* WORK ITEM:
Stop at the line containing "use base64::Engine;": every line of the listing from the first up to that one must be set down exactly.

* THE INPUT:
//! Signature content of a bundle
//!
//! A bundle signs either a bare artifact digest ([`MessageSignature`]) or a
//! DSSE envelope wrapping an in-toto statement ([`Envelope`]).

use crate::error::{Error, Result};
use base64::engine::general_purpose::STANDARD;
use base64::Engine;
use sigstore_crypto::{sha256, Verifier};
use sigstore_types::{DsseEnvelope, HashAlgorithm, Sha256Hash, Statement, INTOTO_MEDIA_TYPE};
use std::borrow::Cow;

/// A detached signature over an artifact digest
#[derive(Debug, Clone, PartialEq, Eq)]
pub struct MessageSignature {
    digest: Vec<u8>,
    digest_algorithm: String,
    signature: Vec<u8>,
}

impl MessageSignature {
    /// `digest_algorithm` uses the protobuf enum spelling, e.g. `SHA2_256`
    pub fn new(digest: Vec<u8>, digest_algorithm: impl Into<String>, signature: Vec<u8>) -> Self {
        Self {
            digest,
            digest_algorithm: digest_algorithm.into(),
            signature,
        }
    }

    pub fn digest(&self) -> &[u8] {
        &self.digest
    }

    pub fn digest_algorithm(&self) -> &str {
        &self.digest_algorithm
    }

    pub fn signature(&self) -> &[u8] {
        &self.signature
    }

    /// Check that `file` hashes to the stored digest
    pub fn ensure_file_matches_digest(&self, file: &[u8]) -> Result<()> {
        self.require_sha256()?;

        let computed = sha256(file);
        if computed.as_bytes()[..] != self.digest[..] {
            return Err(Error::IntegrityMismatch(format!(
                "artifact digest {} does not match signed digest",
                computed.to_hex()
            )));
        }
        Ok(())
    }

    /// Verify the signature over the stored digest
    pub fn check_signature(&self, verifier: &Verifier) -> Result<()> {
        self.require_sha256()?;

        let digest = Sha256Hash::try_from_slice(&self.digest)
            .map_err(|e| Error::SignatureInvalid(format!("malformed digest: {}", e)))?;
        verifier
            .verify_prehashed(&digest, &self.signature)
            .map_err(crypto_signature_error)
    }

    fn require_sha256(&self) -> Result<()> {
        match self.digest_algorithm.parse::<HashAlgorithm>() {
            Ok(HashAlgorithm::Sha2_256) => Ok(()),
            _ => Err(Error::UnsupportedAlgorithm(format!(
                "digest algorithm {}",
                self.digest_algorithm
            ))),
        }
    }
}

/// A DSSE envelope
#[derive(Debug, Clone, PartialEq, Eq)]
pub struct Envelope {
    envelope: DsseEnvelope,
}

impl Envelope {
    pub fn new(envelope: DsseEnvelope) -> Self {
        Self { envelope }
    }

    /// The underlying DSSE envelope
    pub fn raw_envelope(&self) -> &DsseEnvelope {
        &self.envelope
    }

    /// Decode the payload as an in-toto statement
    pub fn statement(&self) -> Result<Statement> {
        if self.envelope.payload_type != INTOTO_MEDIA_TYPE {
            return Err(Error::IncorrectMediaType {
                expected: INTOTO_MEDIA_TYPE.to_string(),
                actual: self.envelope.payload_type.clone(),
            });
        }

        let payload = self
            .envelope
            .decode_payload()
            .map_err(Error::DecodingB64)?;
        Statement::from_json(&payload).map_err(Error::DecodingJson)
    }

    /// Decoded bytes of the first signature, or empty when there is none
    ///
    /// Only standard base64 is decoded here; anything else yields empty.
    pub fn signature(&self) -> Vec<u8> {
        self.envelope
            .signatures
            .first()
            .and_then(|sig| STANDARD.decode(&sig.sig).ok())
            .unwrap_or_default()
    }

    /// Check that the payload is exactly the base64 encoding of `file`
    pub fn ensure_file_matches_digest(&self, file: &[u8]) -> Result<()> {
        if self.envelope.payload != STANDARD.encode(file) {
            return Err(Error::IntegrityMismatch(
                "envelope payload does not match artifact".to_string(),
            ));
        }
        Ok(())
    }

    /// Verify the envelope signatures over the payload's PAE
    ///
    /// Passes if any one signature verifies.
    pub fn check_signature(&self, verifier: &Verifier) -> Result<()> {
        if self.envelope.signatures.is_empty() {
            return Err(Error::SignatureInvalid(
                "envelope has no signatures".to_string(),
            ));
        }

        let pae = self
            .envelope
            .pae()
            .map_err(|e| Error::SignatureInvalid(format!("malformed envelope payload: {}", e)))?;

        let mut last_error = None;
        for signature in &self.envelope.signatures {
            let sig = match signature.decode_sig() {
                Ok(sig) => sig,
                Err(e) => {
                    last_error = Some(Error::SignatureInvalid(format!(
                        "malformed envelope signature: {}",
                        e
                    )));
                    continue;
                }
            };
            match verifier.verify(&pae, &sig) {
                Ok(()) => return Ok(()),
                Err(e) => last_error = Some(crypto_signature_error(e)),
            }
        }

        Err(last_error.unwrap_or_else(|| {
            Error::SignatureInvalid("no envelope signature verified".to_string())
        }))
    }
}

/// What a bundle signed
#[derive(Debug, Clone, PartialEq, Eq)]
pub enum SignatureContent {
    MessageSignature(MessageSignature),
    Envelope(Envelope),
}

impl SignatureContent {
    pub fn as_envelope(&self) -> Option<&Envelope> {
        match self {
            SignatureContent::Envelope(envelope) => Some(envelope),
            SignatureContent::MessageSignature(_) => None,
        }
    }

    pub fn as_message_signature(&self) -> Option<&MessageSignature> {
        match self {
            SignatureContent::MessageSignature(message) => Some(message),
            SignatureContent::Envelope(_) => None,
        }
    }

    /// Raw signature bytes
    ///
    /// Never fails: an envelope without a decodable first signature yields an
    /// empty slice.
    pub fn signature(&self) -> Cow<'_, [u8]> {
        match self {
            SignatureContent::MessageSignature(message) => Cow::Borrowed(message.signature()),
            SignatureContent::Envelope(envelope) => Cow::Owned(envelope.signature()),
        }
    }

    /// Stored digest; `None` for envelopes
    pub fn digest(&self) -> Option<&[u8]> {
        self.as_message_signature().map(MessageSignature::digest)
    }

    /// Stored digest algorithm; `None` for envelopes
    pub fn digest_algorithm(&self) -> Option<&str> {
        self.as_message_signature()
            .map(MessageSignature::digest_algorithm)
    }

    pub fn ensure_file_matches_digest(&self, file: &[u8]) -> Result<()> {
        match self {
            SignatureContent::MessageSignature(message) => message.ensure_file_matches_digest(file),
            SignatureContent::Envelope(envelope) => envelope.ensure_file_matches_digest(file),
        }
    }

    pub fn check_signature(&self, verifier: &Verifier) -> Result<()> {
        match self {
            SignatureContent::MessageSignature(message) => message.check_signature(verifier),
            SignatureContent::Envelope(envelope) => envelope.check_signature(verifier),
        }
    }
}

impl From<MessageSignature> for SignatureContent {
    fn from(message: MessageSignature) -> Self {
        SignatureContent::MessageSignature(message)
    }
}

impl From<Envelope> for SignatureContent {
    fn from(envelope: Envelope) -> Self {
        SignatureContent::Envelope(envelope)
    }
}

impl From<DsseEnvelope> for SignatureContent {
    fn from(envelope: DsseEnvelope) -> Self {
        SignatureContent::Envelope(Envelope::new(envelope))
    }
}

fn crypto_signature_error(err: sigstore_crypto::Error) -> Error {
    match err {
        sigstore_crypto::Error::UnsupportedAlgorithm(msg) => Error::UnsupportedAlgorithm(msg),
        other => Error::SignatureInvalid(other.to_string()),
    }
}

* ANSWER BOX:
//! Signature content of a bundle
//!
//! A bundle signs either a bare artifact digest ([`MessageSignature`]) or a
//! DSSE envelope wrapping an in-toto statement ([`Envelope`]).

use crate::error::{Error, Result};
use base64::engine::general_purpose::STANDARD;
use base64::Engine;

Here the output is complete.